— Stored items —
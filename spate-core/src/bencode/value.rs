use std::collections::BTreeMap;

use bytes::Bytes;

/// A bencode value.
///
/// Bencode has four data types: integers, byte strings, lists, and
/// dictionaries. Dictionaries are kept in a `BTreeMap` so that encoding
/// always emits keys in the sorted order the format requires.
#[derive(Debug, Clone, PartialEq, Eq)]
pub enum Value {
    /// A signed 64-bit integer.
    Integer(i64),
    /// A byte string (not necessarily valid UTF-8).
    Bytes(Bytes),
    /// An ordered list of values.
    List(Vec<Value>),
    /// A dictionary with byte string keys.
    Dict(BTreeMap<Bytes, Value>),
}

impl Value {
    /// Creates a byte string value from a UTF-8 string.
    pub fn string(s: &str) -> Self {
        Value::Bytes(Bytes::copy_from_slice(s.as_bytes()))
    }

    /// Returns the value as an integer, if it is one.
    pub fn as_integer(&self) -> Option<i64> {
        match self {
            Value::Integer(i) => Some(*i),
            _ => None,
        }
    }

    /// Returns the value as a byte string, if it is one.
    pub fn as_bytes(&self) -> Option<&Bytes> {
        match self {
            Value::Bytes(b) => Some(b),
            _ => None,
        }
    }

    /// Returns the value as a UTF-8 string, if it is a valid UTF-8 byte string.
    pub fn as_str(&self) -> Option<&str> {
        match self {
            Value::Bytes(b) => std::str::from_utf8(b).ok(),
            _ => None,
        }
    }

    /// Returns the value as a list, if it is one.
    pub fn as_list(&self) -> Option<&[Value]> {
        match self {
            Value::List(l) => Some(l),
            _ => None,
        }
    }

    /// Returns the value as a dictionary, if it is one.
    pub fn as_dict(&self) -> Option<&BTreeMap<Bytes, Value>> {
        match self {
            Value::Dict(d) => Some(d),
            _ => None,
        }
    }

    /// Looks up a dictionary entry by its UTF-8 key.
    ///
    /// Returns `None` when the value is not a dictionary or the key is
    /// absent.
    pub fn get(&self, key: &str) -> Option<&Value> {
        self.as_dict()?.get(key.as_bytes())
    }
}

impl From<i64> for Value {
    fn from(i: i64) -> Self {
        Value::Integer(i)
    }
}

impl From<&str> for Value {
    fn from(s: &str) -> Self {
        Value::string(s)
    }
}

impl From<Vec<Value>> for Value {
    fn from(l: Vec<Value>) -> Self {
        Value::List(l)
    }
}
--
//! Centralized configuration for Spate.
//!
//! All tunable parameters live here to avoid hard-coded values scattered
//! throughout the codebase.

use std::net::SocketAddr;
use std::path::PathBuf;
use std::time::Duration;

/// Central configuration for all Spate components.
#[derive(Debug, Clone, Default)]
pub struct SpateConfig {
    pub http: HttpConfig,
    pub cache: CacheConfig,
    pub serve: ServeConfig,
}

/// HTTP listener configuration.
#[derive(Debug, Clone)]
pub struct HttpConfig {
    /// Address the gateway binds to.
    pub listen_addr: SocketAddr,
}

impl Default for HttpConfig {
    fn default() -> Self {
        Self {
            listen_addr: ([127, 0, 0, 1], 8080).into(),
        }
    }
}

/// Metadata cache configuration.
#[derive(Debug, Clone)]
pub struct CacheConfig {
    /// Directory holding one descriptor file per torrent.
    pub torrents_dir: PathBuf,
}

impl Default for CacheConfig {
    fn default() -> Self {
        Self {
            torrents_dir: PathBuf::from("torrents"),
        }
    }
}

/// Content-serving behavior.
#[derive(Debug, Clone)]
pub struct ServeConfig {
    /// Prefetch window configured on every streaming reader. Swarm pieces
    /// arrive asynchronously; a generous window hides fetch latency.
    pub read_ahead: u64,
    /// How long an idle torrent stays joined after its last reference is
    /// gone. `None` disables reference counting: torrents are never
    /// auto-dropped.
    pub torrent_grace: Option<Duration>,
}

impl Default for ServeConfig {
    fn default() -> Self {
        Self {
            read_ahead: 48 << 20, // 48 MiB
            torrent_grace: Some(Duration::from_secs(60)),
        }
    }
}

— Work to complete —
Using the data above, count every line that contains the word "Some", then give the count and nothing more.

— Output —
5